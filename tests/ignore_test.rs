use create_wp_theme::ignore::{ExclusionRule, ExclusionRules};

#[test]
fn test_default_rules() {
    let rules = ExclusionRules::with_defaults().unwrap();

    for excluded in
        ["node_modules", ".git", "dist", ".DS_Store", "Thumbs.db", "npm-debug.log", ".eslintcache"]
    {
        assert!(!rules.should_include(excluded), "{excluded} should be excluded");
    }

    for included in ["src", "package.json", "style.css", ".gitignore", "distribution"] {
        assert!(rules.should_include(included), "{included} should be included");
    }
}

#[test]
fn test_exact_rules_are_case_sensitive() {
    let rules = ExclusionRules::from_patterns(["node_modules"]).unwrap();
    assert!(!rules.should_include("node_modules"));
    assert!(rules.should_include("Node_Modules"));
    assert!(rules.should_include("node_modules_backup"));
}

#[test]
fn test_wildcard_dot_is_literal() {
    let rules = ExclusionRules::from_patterns(["*.log"]).unwrap();
    assert!(!rules.should_include("error.log"));
    assert!(!rules.should_include(".log"));
    assert!(rules.should_include("errorlog"));
    assert!(rules.should_include("error.logs"));
    assert!(rules.should_include("error.log.txt"));
}

#[test]
fn test_wildcard_is_anchored() {
    let rules = ExclusionRules::from_patterns(["a*c"]).unwrap();
    assert!(!rules.should_include("ac"));
    assert!(!rules.should_include("abbbc"));
    assert!(rules.should_include("xabc"));
    assert!(rules.should_include("abcd"));
}

#[test]
fn test_glob_metacharacters_are_literal() {
    let rules = ExclusionRules::from_patterns(["file?[1]*", "{a,b}*"]).unwrap();
    assert!(!rules.should_include("file?[1].txt"));
    assert!(rules.should_include("filex1.txt"));
    assert!(!rules.should_include("{a,b}.md"));
    assert!(rules.should_include("a.md"));
}

#[test]
fn test_empty_rule_set_includes_everything() {
    let rules = ExclusionRules::from_patterns(Vec::<String>::new()).unwrap();
    assert!(rules.should_include("node_modules"));
    assert!(rules.should_include("debug.log"));
}

#[test]
fn test_from_rules() {
    let rules = ExclusionRules::from_rules([
        ExclusionRule::Exact("build".to_string()),
        ExclusionRule::Wildcard("*.tmp".to_string()),
    ])
    .unwrap();
    assert!(!rules.should_include("build"));
    assert!(!rules.should_include("x.tmp"));
    assert!(rules.should_include("builds"));
}
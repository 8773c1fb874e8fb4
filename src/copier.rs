//! Filtered recursive copy of a template tree.

use crate::error::{Error, Result};
use log::debug;
use std::ffi::OsStr;
use std::fs;
use std::io;
use std::path::{Component, Path, PathBuf};
use walkdir::WalkDir;

fn ensure_parent(path: &Path) -> Result<()> {
    if let Some(parent) = path.parent() {
        fs::create_dir_all(parent).map_err(Error::IoError)?;
    }
    Ok(())
}

/// Fails with `NotFound` unless `source` is an existing directory.
pub fn ensure_source_dir(source: &Path) -> Result<()> {
    if !source.is_dir() {
        return Err(Error::IoError(io::Error::new(
            io::ErrorKind::NotFound,
            format!("template directory '{}' does not exist", source.display()),
        )));
    }
    Ok(())
}

/// Absolute, symlink-free form of `path`, which need not exist yet.
///
/// The nearest existing ancestor is canonicalized and the remaining
/// components are appended, with `.` and `..` folded lexically.
pub fn resolve_path(path: &Path) -> Result<PathBuf> {
    for ancestor in path.ancestors() {
        let existing = if ancestor.as_os_str().is_empty() { Path::new(".") } else { ancestor };
        if !existing.exists() {
            continue;
        }

        let mut resolved = fs::canonicalize(existing).map_err(Error::IoError)?;
        let rest = path
            .strip_prefix(ancestor)
            .map_err(|e| Error::IoError(io::Error::new(io::ErrorKind::InvalidData, e)))?;
        for component in rest.components() {
            match component {
                Component::ParentDir => {
                    resolved.pop();
                }
                Component::CurDir => {}
                other => resolved.push(other),
            }
        }
        return Ok(resolved);
    }

    Err(Error::IoError(io::Error::new(
        io::ErrorKind::NotFound,
        format!("no existing ancestor of '{}'", path.display()),
    )))
}

/// True if `a` and `b` are the same directory or one lies inside the other.
pub fn paths_overlap(a: &Path, b: &Path) -> Result<bool> {
    let a = resolve_path(a)?;
    let b = resolve_path(b)?;
    Ok(a.starts_with(&b) || b.starts_with(&a))
}

/// Copies `source` into `destination`, skipping every entry whose basename
/// fails `include` together with everything below it.
///
/// Directories are only created in the destination once a file beneath them
/// is copied. Files are copied byte for byte. Existing files at the
/// destination are overwritten.
///
/// # Returns
/// * `Result<usize>` - Number of files copied
///
/// # Errors
/// * `Error::IoError` if the source is missing, if source and destination
///   overlap, or if any read or write fails
pub fn copy_tree<P, Q, F>(source: P, destination: Q, mut include: F) -> Result<usize>
where
    P: AsRef<Path>,
    Q: AsRef<Path>,
    F: FnMut(&OsStr) -> bool,
{
    let source = source.as_ref();
    let destination = destination.as_ref();
    ensure_source_dir(source)?;
    if paths_overlap(source, destination)? {
        return Err(Error::IoError(io::Error::new(
            io::ErrorKind::InvalidInput,
            format!(
                "cannot copy '{}' into '{}': the directories overlap",
                source.display(),
                destination.display()
            ),
        )));
    }
    fs::create_dir_all(destination).map_err(Error::IoError)?;

    let walker = WalkDir::new(source)
        .follow_links(true)
        .into_iter()
        .filter_entry(|entry| entry.depth() == 0 || include(entry.file_name()));

    let mut copied = 0;
    for entry in walker {
        let entry = entry.map_err(|e| Error::IoError(e.into()))?;
        if entry.depth() == 0 || entry.file_type().is_dir() {
            continue;
        }

        let relative = entry
            .path()
            .strip_prefix(source)
            .map_err(|e| Error::IoError(io::Error::new(io::ErrorKind::InvalidData, e)))?;
        let target = destination.join(relative);

        debug!("Copying '{}'", relative.display());
        ensure_parent(&target)?;
        fs::copy(entry.path(), &target).map_err(Error::IoError)?;
        copied += 1;
    }

    Ok(copied)
}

---*---

## Work request
Please reproduce the lines from the line with "pub fn copy_tree<P, Q, F>(source: P, destination: Q, mut" to the line with "ensure_parent(&target)?;", both ends included, exactly as they appear above.

## Reply to the exercise
pub fn copy_tree<P, Q, F>(source: P, destination: Q, mut include: F) -> Result<usize>
where
    P: AsRef<Path>,
    Q: AsRef<Path>,
    F: FnMut(&OsStr) -> bool,
{
    let source = source.as_ref();
    let destination = destination.as_ref();
    ensure_source_dir(source)?;
    if paths_overlap(source, destination)? {
        return Err(Error::IoError(io::Error::new(
            io::ErrorKind::InvalidInput,
            format!(
                "cannot copy '{}' into '{}': the directories overlap",
                source.display(),
                destination.display()
            ),
        )));
    }
    fs::create_dir_all(destination).map_err(Error::IoError)?;

    let walker = WalkDir::new(source)
        .follow_links(true)
        .into_iter()
        .filter_entry(|entry| entry.depth() == 0 || include(entry.file_name()));

    let mut copied = 0;
    for entry in walker {
        let entry = entry.map_err(|e| Error::IoError(e.into()))?;
        if entry.depth() == 0 || entry.file_type().is_dir() {
            continue;
        }

        let relative = entry
            .path()
            .strip_prefix(source)
            .map_err(|e| Error::IoError(io::Error::new(io::ErrorKind::InvalidData, e)))?;
        let target = destination.join(relative);

        debug!("Copying '{}'", relative.display());
        ensure_parent(&target)?;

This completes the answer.